DATA EXTRACT:
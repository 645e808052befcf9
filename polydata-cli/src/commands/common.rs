//! Common types and utilities shared across CLI commands.

use std::path::PathBuf;

use clap::Args;
use polydata::config::ConfigFile;
use polydata::{Engine, EngineConfig};
use tracing::debug;

use crate::error::CliError;

/// Options accepted by every command.
#[derive(Debug, Clone, Args)]
pub struct GlobalArgs {
    /// Index URL (mirror base URL, or bucket name with source = bucket)
    #[arg(long, global = true)]
    pub url: Option<String>,

    /// Data directory to install into and check against
    #[arg(short = 'd', long = "dir", global = true)]
    pub dir: Option<PathBuf>,

    /// Only print errors
    #[arg(short, long, global = true)]
    pub quiet: bool,

    /// Increase log verbosity (-v info, -vv debug)
    #[arg(short, long, global = true, action = clap::ArgAction::Count)]
    pub verbose: u8,

    /// Also write logs to a daily-rolling file in this directory
    #[arg(long, global = true)]
    pub log_dir: Option<PathBuf>,
}

impl GlobalArgs {
    /// Default log filter for the requested verbosity.
    pub fn log_level(&self) -> &'static str {
        match (self.quiet, self.verbose) {
            (true, _) => "error",
            (false, 0) => "warn",
            (false, 1) => "info",
            (false, _) => "polydata=debug,info",
        }
    }
}

/// Engine configuration: defaults, then the settings file, then CLI flags.
pub fn resolve_config(global: &GlobalArgs, file: &ConfigFile) -> EngineConfig {
    let mut config = file.to_engine_config();
    if let Some(url) = &global.url {
        config = config.with_index_url(url.clone());
    }
    if let Some(dir) = &global.dir {
        config = config.with_download_dir(dir.clone());
    }
    config
}

/// Build an HTTP engine from the settings file and CLI flags.
pub fn build_engine(global: &GlobalArgs) -> Result<Engine, CliError> {
    let file = ConfigFile::load()?;
    let config = resolve_config(global, &file);
    debug!(url = %config.index_url(), "Building engine");
    Ok(Engine::new(config)?)
}

/// Lay `names` out in `cols` left-aligned columns.
pub fn columns(names: &[String], cols: usize) -> String {
    let cols = cols.max(1);
    let width = names.iter().map(|n| n.chars().count()).max().unwrap_or(0) + 2;
    names
        .chunks(cols)
        .map(|row| {
            row.iter()
                .map(|n| format!("{:<width$}", n, width = width))
                .collect::<String>()
                .trim_end()
                .to_string()
        })
        .collect::<Vec<_>>()
        .join("\n")
}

DESCRIPTION OF THE TASK: Copy every line of the material above in which the string "Some" can be found.

RESPONSE TO THIS TASK:
    if let Some(url) = &global.url {
    if let Some(dir) = &global.dir {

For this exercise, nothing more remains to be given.